TASK DETAILS: Copy each line of the data beneath in which the word "utils" appears.

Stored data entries
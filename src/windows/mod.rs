//! Windows API layer
//!
//! Provides safe wrappers around the Windows API functions the elevation
//! core needs. All unsafe FFI calls are contained within this module.

pub mod bindings;
pub mod platform;
pub mod types;
pub mod utils;

// Re-export commonly used types
pub use platform::WindowsPlatform;
pub use types::{Handle, ParentProcessAttributeList, ServiceHandle};
pub use utils::{ErrorCode, Win32Result};

// Re-export key bindings
pub use bindings::{advapi32, kernel32};
use anyhow::{anyhow, Context, Result};
use superuser::cli::{self, Action, OptionParser};
use superuser::config::{self, Config};
use superuser::{
    ElevationResult, ExitCoordinator, LaunchOptions, LaunchReport, LaunchRequest, Outcome,
};
use tracing::{error, warn};
use tracing_subscriber::EnvFilter;

fn main() {
    let code = match run() {
        Ok(code) => code,
        Err(e) => {
            eprintln!("superuser: {:#}", e);
            superuser::ErrorKind::Unsupported.exit_code()
        }
    };
    std::process::exit(code);
}

fn run() -> Result<i32> {
    let line = cli::raw_command_line();
    let parsed = OptionParser::parse(line.text());

    // Logging depends on the configuration, so its warning is deferred
    let (config, config_error) = match config::load_config() {
        Ok(config) => (config, None),
        Err(e) => (Config::default(), Some(e)),
    };
    init_logging(&config, parsed.options.verbose)?;
    if let Some(e) = config_error {
        warn!("Ignoring configuration, using defaults: {}", e);
    }

    let outcome = match parsed.action {
        Ok(Action::Help) => {
            cli::print_help();
            Outcome::Help
        }
        Ok(Action::Run { command }) => {
            let request = match command {
                Some(command) => line.request_for(&command),
                None => LaunchRequest::new(config.launch.default_command.clone()),
            };
            match launch(config, &parsed.options, &request) {
                Ok(report) => Outcome::Launched(report),
                Err(e) => {
                    error!("{}", e);
                    Outcome::Failed(e.kind())
                }
            }
        }
        Err(e) => {
            error!("{}", e);
            Outcome::Failed(e.kind())
        }
    };

    Ok(ExitCoordinator::new(parsed.options.return_code).exit_code(&outcome))
}

fn init_logging(config: &Config, verbose: bool) -> Result<()> {
    let level = if verbose {
        "debug"
    } else {
        config.logging.level.as_str()
    };
    let filter =
        EnvFilter::try_new(level).with_context(|| format!("invalid log level \"{}\"", level))?;

    tracing_subscriber::fmt()
        .with_env_filter(filter)
        .with_writer(std::io::stderr)
        .with_target(false)
        .without_time()
        .try_init()
        .map_err(|e| anyhow!(e))
        .context("failed to install the log subscriber")
}

#[cfg(windows)]
fn launch(
    config: Config,
    options: &LaunchOptions,
    request: &LaunchRequest,
) -> ElevationResult<LaunchReport> {
    use superuser::windows::WindowsPlatform;
    use superuser::ElevatedProcessLauncher;

    ElevatedProcessLauncher::new(WindowsPlatform::new(config)).run(options, request)
}

#[cfg(not(windows))]
fn launch(
    _config: Config,
    _options: &LaunchOptions,
    _request: &LaunchRequest,
) -> ElevationResult<LaunchReport> {
    Err(superuser::ElevationError::Unsupported(format!(
        "elevated launch requires Windows, this is {}",
        std::env::consts::OS
    )))
}
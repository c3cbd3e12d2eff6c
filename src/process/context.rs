//! Borrowing the LocalSystem identity for the calling thread

use crate::core::types::ProcessEntry;

#[cfg(windows)]
use crate::config::ContextConfig;
#[cfg(windows)]
use crate::core::types::{ElevationError, ElevationResult};
#[cfg(windows)]
use crate::process::enumerator::enumerate_processes;
#[cfg(windows)]
use crate::process::handle::{ProcessAccess, ProcessHandle};
#[cfg(windows)]
use crate::process::privileges::set_all_privileges;
#[cfg(windows)]
use crate::process::token::AccessToken;
#[cfg(windows)]
use crate::windows::bindings::advapi32;
#[cfg(windows)]
use crate::windows::utils::ErrorCode;
#[cfg(windows)]
use tracing::{debug, warn};
#[cfg(windows)]
use winapi::um::winnt::{TOKEN_DUPLICATE, TOKEN_QUERY};

/// Orders the processes whose image matches one of `names` by the position
/// of that name, keeping snapshot order among equal names. Kernel
/// pseudo-processes are never candidates.
pub fn select_reference_processes<'a>(
    entries: &'a [ProcessEntry],
    names: &[String],
) -> Vec<&'a ProcessEntry> {
    names
        .iter()
        .flat_map(|name| {
            entries
                .iter()
                .filter(move |e| !e.is_system_process() && e.has_image_name(name))
        })
        .collect()
}

/// Impersonation of a LocalSystem token on the calling thread.
///
/// Dropping the guard reverts the thread to its own token and closes the
/// borrowed one.
#[cfg(windows)]
pub struct SystemContext {
    _token: AccessToken,
}

#[cfg(windows)]
impl Drop for SystemContext {
    fn drop(&mut self) {
        if let Err(e) = advapi32::revert_to_self() {
            warn!("Failed to revert thread impersonation: {}", e);
        }
    }
}

/// Impersonates the first configured reference process that runs as
/// LocalSystem, with every privilege of the borrowed token enabled.
#[cfg(windows)]
pub fn create_system_context(
    config: &ContextConfig,
    verbose: bool,
) -> ElevationResult<SystemContext> {
    let processes = enumerate_processes()
        .map_err(|e| ElevationError::system_context("process snapshot failed", e.code()))?;

    let candidates = select_reference_processes(&processes, &config.reference_processes);
    let mut last_code = ErrorCode::FileNotFound.code();
    for entry in candidates {
        match borrow_identity(entry, verbose) {
            Ok(context) => {
                debug!("Impersonating {} ({})", entry.name, entry.pid);
                return Ok(context);
            }
            Err(e) => {
                debug!("Skipping {} ({}): {}", entry.name, entry.pid, e);
                last_code = e.platform_code().unwrap_or(last_code);
            }
        }
    }

    Err(ElevationError::system_context(
        format!(
            "no usable LocalSystem process among {}",
            config.reference_processes.join(", ")
        ),
        last_code,
    ))
}

#[cfg(windows)]
fn borrow_identity(entry: &ProcessEntry, verbose: bool) -> ElevationResult<SystemContext> {
    let process = ProcessHandle::open(entry.pid, ProcessAccess::QUERY_LIMITED_INFORMATION)
        .map_err(|e| {
            ElevationError::system_context(format!("cannot open {}", entry.name), e.code())
        })?;
    let source = AccessToken::open(
        process.raw(),
        TOKEN_DUPLICATE | TOKEN_QUERY,
        "open reference process token",
    )?;

    if !source.is_local_system()? {
        return Err(ElevationError::system_context(
            format!("{} does not run as LocalSystem", entry.name),
            ErrorCode::AccessDenied.code(),
        ));
    }

    let token = source.duplicate_for_impersonation()?;
    // Creating a process with another token needs the borrowed privileges
    set_all_privileges(&token, verbose)?;
    advapi32::set_thread_token(token.raw())
        .map_err(|e| ElevationError::system_context("cannot impersonate", e.code()))?;

    Ok(SystemContext { _token: token })
}
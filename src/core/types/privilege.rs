//! Token privilege model

use std::fmt;

/// Privilege is enabled by default
pub const SE_PRIVILEGE_ENABLED_BY_DEFAULT: u32 = 0x0000_0001;
/// Privilege is enabled
pub const SE_PRIVILEGE_ENABLED: u32 = 0x0000_0002;
/// Privilege is removed from the token
pub const SE_PRIVILEGE_REMOVED: u32 = 0x0000_0004;

/// Locally unique identifier of a privilege
#[derive(Debug, Clone, Copy, PartialEq, Eq, Hash, PartialOrd, Ord)]
pub struct Luid {
    pub low: u32,
    pub high: i32,
}

impl Luid {
    pub fn new(low: u32, high: i32) -> Self {
        Luid { low, high }
    }
}

impl fmt::Display for Luid {
    fn fmt(&self, f: &mut fmt::Formatter<'_>) -> fmt::Result {
        write!(f, "{:#x}:{:#x}", self.high, self.low)
    }
}

/// State of a privilege
#[derive(Debug, Clone, Copy, PartialEq, Eq)]
pub enum PrivilegeState {
    /// Privilege is enabled
    Enabled,
    /// Privilege is disabled but can be enabled
    Disabled,
    /// Privilege is not available to the token
    NotPresent,
}

impl fmt::Display for PrivilegeState {
    fn fmt(&self, f: &mut fmt::Formatter<'_>) -> fmt::Result {
        match self {
            PrivilegeState::Enabled => write!(f, "enabled"),
            PrivilegeState::Disabled => write!(f, "disabled"),
            PrivilegeState::NotPresent => write!(f, "not present"),
        }
    }
}

/// One entry of a token's privilege list
#[derive(Debug, Clone, Copy, PartialEq, Eq)]
pub struct Privilege {
    pub luid: Luid,
    pub attributes: u32,
}

impl Privilege {
    pub fn new(luid: Luid, attributes: u32) -> Self {
        Privilege { luid, attributes }
    }

    pub fn is_enabled(&self) -> bool {
        self.attributes & SE_PRIVILEGE_ENABLED != 0
    }

    pub fn state(&self) -> PrivilegeState {
        if self.attributes & SE_PRIVILEGE_REMOVED != 0 {
            PrivilegeState::NotPresent
        } else if self.is_enabled() {
            PrivilegeState::Enabled
        } else {
            PrivilegeState::Disabled
        }
    }
}

/// The privileges held by a token.
///
/// Only entries already present can be enabled; nothing is ever added.
#[derive(Debug, Clone, Default, PartialEq, Eq)]
pub struct PrivilegeSet {
    entries: Vec<Privilege>,
}

impl PrivilegeSet {
    pub fn new(entries: Vec<Privilege>) -> Self {
        PrivilegeSet { entries }
    }

    pub fn len(&self) -> usize {
        self.entries.len()
    }

    pub fn is_empty(&self) -> bool {
        self.entries.is_empty()
    }

    pub fn iter(&self) -> impl Iterator<Item = &Privilege> {
        self.entries.iter()
    }

    pub fn state_of(&self, luid: Luid) -> PrivilegeState {
        self.entries
            .iter()
            .find(|p| p.luid == luid)
            .map(Privilege::state)
            .unwrap_or(PrivilegeState::NotPresent)
    }

    pub fn all_enabled(&self) -> bool {
        self.entries.iter().all(Privilege::is_enabled)
    }

    /// Sets the enabled attribute on every entry and returns how many changed
    pub fn enable_all(&mut self) -> usize {
        let mut changed = 0;
        for entry in self.entries.iter_mut().filter(|p| !p.is_enabled()) {
            entry.attributes |= SE_PRIVILEGE_ENABLED;
            changed += 1;
        }
        changed
    }

    /// Decodes a `TOKEN_PRIVILEGES` buffer viewed as 32-bit words:
    /// the count, then `(low, high, attributes)` per entry.
    pub fn from_words(words: &[u32]) -> Option<Self> {
        let (&count, rest) = words.split_first()?;
        let count = count as usize;
        if rest.len() < count.checked_mul(3)? {
            return None;
        }
        let entries = rest
            .chunks_exact(3)
            .take(count)
            .map(|c| Privilege::new(Luid::new(c[0], c[1] as i32), c[2]))
            .collect();
        Some(PrivilegeSet { entries })
    }

    /// Encodes the set in the `TOKEN_PRIVILEGES` word layout
    pub fn to_words(&self) -> Vec<u32> {
        let mut words = Vec::with_capacity(1 + self.entries.len() * 3);
        words.push(self.entries.len() as u32);
        for entry in &self.entries {
            words.extend_from_slice(&[entry.luid.low, entry.luid.high as u32, entry.attributes]);
        }
        words
    }
}

impl<'a> IntoIterator for &'a PrivilegeSet {
    type Item = &'a Privilege;
    type IntoIter = std::slice::Iter<'a, Privilege>;

    fn into_iter(self) -> Self::IntoIter {
        self.entries.iter()
    }
}

#[cfg(test)]
mod tests {
    use super::*;
    use pretty_assertions::assert_eq;

    fn sample() -> PrivilegeSet {
        PrivilegeSet::new(vec![
            Privilege::new(Luid::new(20, 0), 0),
            Privilege::new(Luid::new(17, 0), SE_PRIVILEGE_ENABLED_BY_DEFAULT),
            Privilege::new(Luid::new(23, 0), SE_PRIVILEGE_ENABLED | SE_PRIVILEGE_ENABLED_BY_DEFAULT),
        ])
    }

    #[test]
    fn test_privilege_state() {
        let set = sample();
        assert_eq!(set.state_of(Luid::new(20, 0)), PrivilegeState::Disabled);
        assert_eq!(set.state_of(Luid::new(23, 0)), PrivilegeState::Enabled);
        assert_eq!(set.state_of(Luid::new(99, 0)), PrivilegeState::NotPresent);
    }

    #[test]
    fn test_enable_all_counts_changes() {
        let mut set = sample();
        assert!(!set.all_enabled());
        assert_eq!(set.enable_all(), 2);
        assert!(set.all_enabled());
        assert_eq!(set.enable_all(), 0);
        assert_eq!(set.len(), 3);
    }

    #[test]
    fn test_enable_all_keeps_default_bits() {
        let mut set = sample();
        set.enable_all();
        let second: Vec<_> = set.iter().map(|p| p.attributes).collect();
        assert_eq!(
            second,
            vec![
                SE_PRIVILEGE_ENABLED,
                SE_PRIVILEGE_ENABLED | SE_PRIVILEGE_ENABLED_BY_DEFAULT,
                SE_PRIVILEGE_ENABLED | SE_PRIVILEGE_ENABLED_BY_DEFAULT,
            ]
        );
    }

    #[test]
    fn test_word_layout() {
        let set = PrivilegeSet::new(vec![Privilege::new(Luid::new(20, -1), 2)]);
        assert_eq!(set.to_words(), vec![1, 20, u32::MAX, 2]);
        assert_eq!(PrivilegeSet::from_words(&set.to_words()), Some(set));
    }

    #[test]
    fn test_from_words_rejects_truncated_buffer() {
        assert_eq!(PrivilegeSet::from_words(&[]), None);
        assert_eq!(PrivilegeSet::from_words(&[2, 20, 0, 2]), None);
        assert_eq!(PrivilegeSet::from_words(&[0]), Some(PrivilegeSet::default()));
    }

    #[test]
    fn test_from_words_ignores_trailing_padding() {
        let set = PrivilegeSet::from_words(&[1, 5, 0, 0, 0xdead]).unwrap();
        assert_eq!(set.len(), 1);
        assert_eq!(set.state_of(Luid::new(5, 0)), PrivilegeState::Disabled);
    }

    #[test]
    fn test_removed_privilege_reports_not_present() {
        let entry = Privilege::new(Luid::new(3, 0), SE_PRIVILEGE_REMOVED);
        assert_eq!(entry.state(), PrivilegeState::NotPresent);
        assert_eq!(PrivilegeState::Enabled.to_string(), "enabled");
    }
}
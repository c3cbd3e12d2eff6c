//! Mapping of invocation results to process exit codes

use super::{ErrorKind, LaunchReport};

/// Offset applied to failure codes when the child exit code is propagated
pub const EXIT_CODE_BASE: i32 = 1_000_000;

/// How an invocation ended
#[derive(Debug, Clone, Copy, PartialEq, Eq)]
pub enum Outcome {
    Help,
    Launched(LaunchReport),
    Failed(ErrorKind),
}

/// Turns an [`Outcome`] into the exit code of the tool
#[derive(Debug, Clone, Copy, Default)]
pub struct ExitCoordinator {
    /// Return the child's exit code on success and `-(EXIT_CODE_BASE + code)`
    /// on failure
    pub propagate_child_code: bool,
}

impl ExitCoordinator {
    pub fn new(propagate_child_code: bool) -> Self {
        ExitCoordinator {
            propagate_child_code,
        }
    }

    pub fn exit_code(&self, outcome: &Outcome) -> i32 {
        let code = match outcome {
            Outcome::Help | Outcome::Launched(_) => 0,
            Outcome::Failed(kind) => kind.exit_code(),
        };
        if !self.propagate_child_code {
            return code;
        }
        match outcome {
            Outcome::Failed(_) => -(EXIT_CODE_BASE + code),
            // DWORD exit codes keep their bit pattern
            Outcome::Launched(report) => report.exit_code.map(|c| c as i32).unwrap_or(0),
            Outcome::Help => 0,
        }
    }
}

#[cfg(test)]
mod tests {
    use super::*;

    fn launched(exit_code: Option<u32>) -> Outcome {
        Outcome::Launched(LaunchReport { pid: 100, exit_code })
    }

    #[test]
    fn test_plain_codes() {
        let coordinator = ExitCoordinator::new(false);
        assert_eq!(coordinator.exit_code(&Outcome::Help), 0);
        assert_eq!(coordinator.exit_code(&launched(Some(7))), 0);
        assert_eq!(
            coordinator.exit_code(&Outcome::Failed(ErrorKind::PrivilegeUnavailable)),
            2
        );
        assert_eq!(
            coordinator.exit_code(&Outcome::Failed(ErrorKind::ProcessCreationFailed)),
            4
        );
    }

    #[test]
    fn test_propagated_codes() {
        let coordinator = ExitCoordinator::new(true);
        assert_eq!(coordinator.exit_code(&launched(Some(7))), 7);
        assert_eq!(coordinator.exit_code(&launched(None)), 0);
        assert_eq!(coordinator.exit_code(&Outcome::Help), 0);
        assert_eq!(
            coordinator.exit_code(&Outcome::Failed(ErrorKind::InvalidOption)),
            -1_000_001
        );
        assert_eq!(
            coordinator.exit_code(&Outcome::Failed(ErrorKind::ServiceStartTimeout)),
            -1_000_003
        );
    }

    #[test]
    fn test_large_child_code_keeps_bits() {
        let coordinator = ExitCoordinator::new(true);
        assert_eq!(coordinator.exit_code(&launched(Some(0xC000_0005))), 0xC000_0005u32 as i32);
    }
}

SOLUTION TO THE EXERCISE:
pub mod utils;
pub use utils::{ErrorCode, Win32Result};
use crate::windows::utils::ErrorCode;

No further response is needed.